Hope Rivenburg knows nothing can bring back her husband, Jason, who was fatally shot for $7 while parked in his rig a little more than a year ago.

However, her goal is that no other driver’s family should have to endure the same pain she and her family have experienced as a result of Jason’s death. That’s why she is urging all truckers and their families to “flood the phones” of their lawmakers in Washington, DC, on Monday, June 28, to support two “Jason’s Law” bills – HR2156 and S971.

She told Land Line on Friday, June 11, that the bills are critical for drivers who need a safe place to stop and rest. The bills have been referred to congressional committees and appear to be going nowhere. HR 2156 is in the U.S. House Transportation and Infrastructure Subcommittee on Highways and Transit. S971 is in the U.S. Senate Committee on Environment and Public Works. The bills would allocate $120 million over six years for safety improvements to be made at rest areas and truck stops across the country.

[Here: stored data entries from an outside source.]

//! PV / battery sizing sweep.
//!
//! Every grid cell is an independent simulation of a cloned configuration
//! with its own fresh state, so cells can run in any order or in parallel.

use std::sync::Mutex;

use rayon::prelude::*;
use serde::Serialize;
use tracing::{debug, info, instrument};

use crate::config::ScenarioConfig;
use crate::error::{Result, SimError};
use crate::runner;
use crate::sim::metrics::Metrics;
use crate::weather::IrradianceSeries;

/// Metrics of one grid cell, tagged with its sizing.
#[derive(Debug, Clone, PartialEq, Serialize)]
pub struct SweepRow {
    /// PV nameplate (kWdc).
    pub pv_kw: f64,
    /// Battery capacity (kWh).
    pub batt_kwh: f64,
    #[serde(flatten)]
    pub metrics: Metrics,
}

/// All rows of a sweep in grid order (PV-major).
#[derive(Debug, Clone, Default, PartialEq, Serialize)]
#[serde(transparent)]
pub struct SweepResult {
    rows: Vec<SweepRow>,
}

impl SweepResult {
    pub fn rows(&self) -> &[SweepRow] {
        &self.rows
    }

    pub fn len(&self) -> usize {
        self.rows.len()
    }

    pub fn is_empty(&self) -> bool {
        self.rows.is_empty()
    }

    /// Looks a row up by its grid identity.
    pub fn get(&self, pv_kw: f64, batt_kwh: f64) -> Option<&SweepRow> {
        self.rows
            .iter()
            .find(|r| r.pv_kw == pv_kw && r.batt_kwh == batt_kwh)
    }

    /// Row with the most FLOPs; earlier rows win ties.
    pub fn best_by_flops(&self) -> Option<&SweepRow> {
        self.rows.iter().fold(None, |best: Option<&SweepRow>, r| match best {
            Some(b) if b.metrics.total_flops >= r.metrics.total_flops => Some(b),
            _ => Some(r),
        })
    }
}

/// Runs every `(pv_kw, batt_kwh)` cell in sequence.
///
/// `progress` is called after each cell with `(completed, total)`.
///
/// # Errors
///
/// - [`SimError::Config`] if the base configuration or either list is invalid
/// - [`SimError::DataQuality`] if the series is unusable
#[instrument(skip_all, fields(cells = pv_kw_list.len() * batt_kwh_list.len()))]
pub fn run_sweep<F>(
    base: &ScenarioConfig,
    series: &IrradianceSeries,
    pv_kw_list: &[f64],
    batt_kwh_list: &[f64],
    mut progress: F,
) -> Result<SweepResult>
where
    F: FnMut(usize, usize),
{
    let cells = prepare(base, series, pv_kw_list, batt_kwh_list)?;
    let total = cells.len();
    let mut rows = Vec::with_capacity(total);
    for (i, &(pv_kw, batt_kwh)) in cells.iter().enumerate() {
        rows.push(run_cell(base, series, pv_kw, batt_kwh));
        progress(i + 1, total);
    }
    info!(total, "sweep complete");
    Ok(SweepResult { rows })
}

/// Runs the grid on the rayon thread pool.
///
/// Rows come back in the same grid order as [`run_sweep`]. `progress` calls
/// are serialized and see a strictly increasing completion count.
///
/// # Errors
///
/// Same as [`run_sweep`].
#[instrument(skip_all, fields(cells = pv_kw_list.len() * batt_kwh_list.len()))]
pub fn run_sweep_parallel<F>(
    base: &ScenarioConfig,
    series: &IrradianceSeries,
    pv_kw_list: &[f64],
    batt_kwh_list: &[f64],
    progress: F,
) -> Result<SweepResult>
where
    F: Fn(usize, usize) + Sync,
{
    let cells = prepare(base, series, pv_kw_list, batt_kwh_list)?;
    let total = cells.len();
    let completed = Mutex::new(0_usize);
    let rows: Vec<SweepRow> = cells
        .par_iter()
        .map(|&(pv_kw, batt_kwh)| {
            let row = run_cell(base, series, pv_kw, batt_kwh);
            // A poisoned lock only means another callback panicked; keep counting.
            let mut done = completed.lock().unwrap_or_else(|e| e.into_inner());
            *done += 1;
            progress(*done, total);
            row
        })
        .collect();
    info!(total, "parallel sweep complete");
    Ok(SweepResult { rows })
}

/// Base configuration with one cell's sizing substituted.
pub fn cell_config(base: &ScenarioConfig, pv_kw: f64, batt_kwh: f64) -> ScenarioConfig {
    let mut cfg = base.clone();
    cfg.pv.dc_nameplate_kw = pv_kw;
    cfg.battery.capacity_kwh = batt_kwh;
    cfg
}

/// Validates everything once and returns the grid cells in PV-major order.
fn prepare(
    base: &ScenarioConfig,
    series: &IrradianceSeries,
    pv_kw_list: &[f64],
    batt_kwh_list: &[f64],
) -> Result<Vec<(f64, f64)>> {
    let mut checked = base.clone();
    checked.sweep.pv_kw_list = pv_kw_list.to_vec();
    checked.sweep.batt_kwh_list = batt_kwh_list.to_vec();
    let errors = checked.validate();
    if !errors.is_empty() {
        return Err(SimError::Config(errors));
    }
    series.validate(base.simulation.timestep_minutes)?;

    Ok(pv_kw_list
        .iter()
        .flat_map(|&pv| batt_kwh_list.iter().map(move |&batt| (pv, batt)))
        .collect())
}

fn run_cell(base: &ScenarioConfig, series: &IrradianceSeries, pv_kw: f64, batt_kwh: f64) -> SweepRow {
    let cfg = cell_config(base, pv_kw, batt_kwh);
    let output = runner::simulate(&cfg, series);
    debug!(pv_kw, batt_kwh, total_flops = output.metrics.total_flops, "sweep cell done");
    SweepRow {
        pv_kw,
        batt_kwh,
        metrics: output.metrics,
    }
}
//! udslinkd - UDS WebSocket bridge daemon
//!
//! Relays binary WebSocket messages from diagnostic tester clients to a
//! TCP UDS server and backend bytes back to the clients.
//!
//! Usage:
//!   udslinkd [OPTIONS] [config.toml]
//!
//! Options:
//!   -l, --listen <addr>   WebSocket listen address (default 0.0.0.0:8080)
//!   -b, --backend <addr>  TCP backend address (default 127.0.0.1:8888)
//!
//! Command-line addresses override the config file.

use anyhow::Context;
use tracing_subscriber::{layer::SubscriberExt, util::SubscriberInitExt};
use udslink_bridge::{Bridge, BridgeConfig};

/// Parsed command-line arguments
struct Args {
    /// Bridge config file (TOML)
    config_path: Option<String>,
    /// Listen address override
    listen: Option<String>,
    /// Backend address override
    backend: Option<String>,
}

fn parse_args() -> Args {
    let args: Vec<String> = std::env::args().skip(1).collect();
    let mut result = Args {
        config_path: None,
        listen: None,
        backend: None,
    };

    let mut i = 0;
    while i < args.len() {
        match args[i].as_str() {
            "--listen" | "-l" => {
                if i + 1 < args.len() {
                    result.listen = Some(args[i + 1].clone());
                    i += 2;
                } else {
                    tracing::error!("Missing argument for --listen");
                    i += 1;
                }
            }
            "--backend" | "-b" => {
                if i + 1 < args.len() {
                    result.backend = Some(args[i + 1].clone());
                    i += 2;
                } else {
                    tracing::error!("Missing argument for --backend");
                    i += 1;
                }
            }
            "--help" | "-h" => {
                print_help();
                std::process::exit(0);
            }
            arg if !arg.starts_with('-') => {
                // Positional argument = config file
                result.config_path = Some(arg.to_string());
                i += 1;
            }
            _ => {
                tracing::warn!("Unknown argument: {}", args[i]);
                i += 1;
            }
        }
    }

    result
}

fn print_help() {
    eprintln!(
        r#"udslinkd - UDS WebSocket bridge daemon

Usage: udslinkd [OPTIONS] [config.toml]

Options:
  -l, --listen <addr>   WebSocket listen address (default 0.0.0.0:8080)
  -b, --backend <addr>  TCP backend address (default 127.0.0.1:8888)
  -h, --help            Print this help message

Examples:
  # Run with defaults
  udslinkd

  # Run with config file
  udslinkd bridge.toml

  # Override the backend
  udslinkd --backend 192.168.1.20:8888
"#
    );
}

#[tokio::main]
async fn main() -> anyhow::Result<()> {
    // Initialize logging
    tracing_subscriber::registry()
        .with(
            tracing_subscriber::EnvFilter::try_from_default_env()
                .unwrap_or_else(|_| "udslinkd=info,udslink_bridge=info".into()),
        )
        .with(tracing_subscriber::fmt::layer())
        .init();

    tracing::info!("Starting udslinkd (UDS WebSocket bridge daemon)");

    let args = parse_args();

    let mut config = if let Some(ref path) = args.config_path {
        tracing::info!("Loading config from: {}", path);
        let content = std::fs::read_to_string(path)
            .with_context(|| format!("Failed to read config file: {}", path))?;
        BridgeConfig::from_toml(&content)?
    } else {
        tracing::info!("No config file provided, using default addresses");
        BridgeConfig::default()
    };

    if let Some(listen) = args.listen {
        config.listen_addr = listen;
    }
    if let Some(backend) = args.backend {
        config.backend_addr = backend;
    }

    // Bind failure is fatal; everything after this point is session-local.
    let bridge = Bridge::bind(&config).await?;
    bridge.run().await;

    Ok(())
}
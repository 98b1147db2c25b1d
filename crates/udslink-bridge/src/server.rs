//! Bridge listener and accept loop

use std::net::SocketAddr;

use tokio::net::TcpListener;
use tracing::{info, warn};

use crate::config::BridgeConfig;
use crate::error::BridgeError;
use crate::registry::SessionRegistry;
use crate::session;

/// The running bridge: a bound WebSocket listener plus the backend address
/// every session connects to.
pub struct Bridge {
    listener: TcpListener,
    backend_addr: String,
    registry: SessionRegistry,
}

impl Bridge {
    /// Bind the listen address. This is the only fail-fast operation: a
    /// bridge that cannot listen cannot run. All later connection-level
    /// failures are session-local.
    pub async fn bind(config: &BridgeConfig) -> Result<Self, BridgeError> {
        let listener = TcpListener::bind(&config.listen_addr)
            .await
            .map_err(|e| BridgeError::Bind {
                addr: config.listen_addr.clone(),
                source: e,
            })?;

        info!(
            listen = %listener.local_addr()?,
            backend = %config.backend_addr,
            "Bridge listening"
        );

        Ok(Self {
            listener,
            backend_addr: config.backend_addr.clone(),
            registry: SessionRegistry::new(),
        })
    }

    /// Actual bound address (useful when binding port 0 in tests).
    pub fn local_addr(&self) -> Result<SocketAddr, BridgeError> {
        Ok(self.listener.local_addr()?)
    }

    /// Handle on the live-session registry.
    pub fn registry(&self) -> SessionRegistry {
        self.registry.clone()
    }

    /// Accept connections forever. Each accepted socket is served on its
    /// own task; accept errors are logged and never tear down sessions
    /// that are already relaying.
    pub async fn run(self) {
        loop {
            match self.listener.accept().await {
                Ok((stream, peer)) => {
                    info!(%peer, "Inbound connection");
                    tokio::spawn(session::serve_connection(
                        stream,
                        peer,
                        self.backend_addr.clone(),
                        self.registry.clone(),
                    ));
                }
                Err(e) => {
                    warn!(error = %e, "Accept failed");
                }
            }
        }
    }
}
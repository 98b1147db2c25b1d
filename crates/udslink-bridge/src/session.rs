//! Per-session relay
//!
//! One session owns exactly one WebSocket connection and one TCP backend
//! connection. The two relay directions run as independent tasks so that
//! neither side can stall the other; a shared watch channel is the
//! teardown signal. Whichever direction ends first (close, error, EOF)
//! raises the signal, the peer direction drains out, and the session is
//! removed from the registry.
//!
//! There is no timeout: a backend that never responds and never closes
//! leaves the session open until one of the handles closes.

use std::net::SocketAddr;
use std::sync::Arc;

use bytes::BytesMut;
use futures_util::stream::{SplitSink, SplitStream};
use futures_util::{SinkExt, StreamExt};
use tokio::io::{AsyncReadExt, AsyncWriteExt};
use tokio::net::tcp::{OwnedReadHalf, OwnedWriteHalf};
use tokio::net::TcpStream;
use tokio::sync::watch;
use tokio_tungstenite::tungstenite::Message;
use tokio_tungstenite::WebSocketStream;
use tracing::{debug, info, warn};
use uuid::Uuid;

use crate::registry::{SessionInfo, SessionRegistry};

type WsSink = SplitSink<WebSocketStream<TcpStream>, Message>;
type WsStream = SplitStream<WebSocketStream<TcpStream>>;

const READ_BUFFER_CAPACITY: usize = 4096;

/// Serve one accepted inbound connection: perform the WebSocket handshake,
/// connect the backend, and relay until either side goes away.
///
/// Every failure in here is session-local; the caller's accept loop is
/// never affected.
pub(crate) async fn serve_connection(
    stream: TcpStream,
    peer: SocketAddr,
    backend_addr: String,
    registry: SessionRegistry,
) {
    let mut ws = match tokio_tungstenite::accept_async(stream).await {
        Ok(ws) => ws,
        Err(e) => {
            warn!(%peer, error = %e, "WebSocket handshake failed");
            return;
        }
    };

    let backend = match TcpStream::connect(&backend_addr).await {
        Ok(backend) => backend,
        Err(e) => {
            warn!(%peer, backend = %backend_addr, error = %e, "Backend connect failed, closing client");
            let _ = ws.close(None).await;
            return;
        }
    };

    let id = Uuid::new_v4();
    registry.insert(
        id,
        SessionInfo {
            peer,
            backend: backend_addr.clone(),
        },
    );
    info!(session = %id, %peer, backend = %backend_addr, "Session established");

    let (ws_sink, ws_stream) = ws.split();
    let (tcp_read, tcp_write) = backend.into_split();

    let (shutdown_tx, shutdown_rx) = watch::channel(false);
    let shutdown_tx = Arc::new(shutdown_tx);

    let inbound = tokio::spawn(relay_client_to_backend(
        ws_stream,
        tcp_write,
        Arc::clone(&shutdown_tx),
        shutdown_rx.clone(),
        id,
    ));
    let outbound = tokio::spawn(relay_backend_to_client(
        tcp_read,
        ws_sink,
        shutdown_tx,
        shutdown_rx,
        id,
    ));

    let _ = inbound.await;
    let _ = outbound.await;

    registry.remove(&id);
    info!(session = %id, "Session closed");
}

/// Inbound direction: each complete WebSocket message is written verbatim
/// to the backend stream, in arrival order. Message boundaries are not
/// carried onward; the backend side is an unframed byte stream.
async fn relay_client_to_backend(
    mut ws_stream: WsStream,
    mut tcp_write: OwnedWriteHalf,
    shutdown: Arc<watch::Sender<bool>>,
    mut shutdown_rx: watch::Receiver<bool>,
    id: Uuid,
) {
    loop {
        tokio::select! {
            _ = shutdown_rx.changed() => break,
            msg = ws_stream.next() => {
                let bytes = match msg {
                    Some(Ok(Message::Binary(data))) => data,
                    // Text frames are relayed as their UTF-8 bytes
                    Some(Ok(Message::Text(text))) => text.into_bytes(),
                    // Ping/pong is answered inside the WebSocket layer
                    Some(Ok(Message::Ping(_) | Message::Pong(_))) => continue,
                    Some(Ok(Message::Close(_))) => {
                        debug!(session = %id, "Client sent close");
                        break;
                    }
                    Some(Ok(Message::Frame(_))) => continue,
                    Some(Err(e)) => {
                        warn!(session = %id, error = %e, "WebSocket read failed");
                        break;
                    }
                    None => break,
                };

                debug!(session = %id, data = %hex::encode(&bytes), "Client -> backend");
                if let Err(e) = tcp_write.write_all(&bytes).await {
                    warn!(session = %id, error = %e, "Backend write failed");
                    break;
                }
            }
        }
    }

    let _ = shutdown.send(true);
    let _ = tcp_write.shutdown().await;
}

/// Outbound direction: each readable backend chunk, whatever its size,
/// becomes exactly one WebSocket message. The backend declares no framing,
/// so none is reconstructed; a response written in several low-level
/// chunks arrives at the client as several messages.
async fn relay_backend_to_client(
    mut tcp_read: OwnedReadHalf,
    mut ws_sink: WsSink,
    shutdown: Arc<watch::Sender<bool>>,
    mut shutdown_rx: watch::Receiver<bool>,
    id: Uuid,
) {
    let mut buf = BytesMut::with_capacity(READ_BUFFER_CAPACITY);
    loop {
        tokio::select! {
            _ = shutdown_rx.changed() => break,
            result = tcp_read.read_buf(&mut buf) => {
                match result {
                    Ok(0) => {
                        debug!(session = %id, "Backend closed connection");
                        break;
                    }
                    Ok(_) => {
                        let chunk = buf.split();
                        debug!(session = %id, data = %hex::encode(&chunk), "Backend -> client");
                        if let Err(e) = ws_sink.send(Message::Binary(chunk.to_vec())).await {
                            warn!(session = %id, error = %e, "WebSocket send failed");
                            break;
                        }
                    }
                    Err(e) => {
                        warn!(session = %id, error = %e, "Backend read failed");
                        break;
                    }
                }
            }
        }
    }

    let _ = shutdown.send(true);
    let _ = ws_sink.close().await;
}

On March 5, 2009, Jason arrived at his receiver’s lot too early to deliver and was turned away because they didn’t allow overnight truck parking. His appointment time was not until the next morning. Instead, he was forced to park at an unlit gas station near St. Matthews, SC, where he was killed not long after he arrived.

In the past few months, Hope and Jason’s family members have made several trips to visit lawmakers in DC, urging their support for these critical Jason’s Law bills. Currently, HR2156 has 42 co-sponsors. The bill was introduced by U.S. Rep. Paul Tonko, D-NY, in April 2009. On the Senate side, Charles Schumer, D-NY, introduced S971, which has one co-sponsor.

Shortly after Jason’s death, Hope gave birth to twins who are now 15 months old. She also has a son, Josh, who is now 3.

“Things are pretty fast-paced here, but we are doing OK,” she said.

“We need everyone to help us out and make these important phone calls,” Rivenburg said. “Things have kind of stalled right now and we can’t let this happen. We need to make sure that this doesn’t happen to any other driver or their family.”